*** Data records ***
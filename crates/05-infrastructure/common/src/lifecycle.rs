//! 组件生命周期管理

use serde::{Deserialize, Serialize};
use std::fmt;

/// 组件生命周期类型
#[derive(Debug, Clone, Copy, PartialEq, Eq, Hash, Default, Serialize, Deserialize)]
#[serde(rename_all = "snake_case")]
pub enum Lifetime {
    /// 单例模式 - 整个容器生命周期内只创建一个实例
    Singleton,
    /// 瞬时模式 - 每次请求都创建新实例
    #[default]
    Transient,
}

impl Lifetime {
    /// 是否需要缓存实例
    pub fn is_cached(&self) -> bool {
        matches!(self, Self::Singleton)
    }
}

impl fmt::Display for Lifetime {
    fn fmt(&self, f: &mut fmt::Formatter<'_>) -> fmt::Result {
        match self {
            Self::Singleton => f.write_str("singleton"),
            Self::Transient => f.write_str("transient"),
        }
    }
}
*** End of Data records ***
=== Your assignment ===
Starting at the line that contains "pub fn is_cached(&self)", write out every line to the end of the entries, exactly as given.

=== Your response ===
    pub fn is_cached(&self) -> bool {
        matches!(self, Self::Singleton)
    }
}

impl fmt::Display for Lifetime {
    fn fmt(&self, f: &mut fmt::Formatter<'_>) -> fmt::Result {
        match self {
            Self::Singleton => f.write_str("singleton"),
            Self::Transient => f.write_str("transient"),
        }
    }
}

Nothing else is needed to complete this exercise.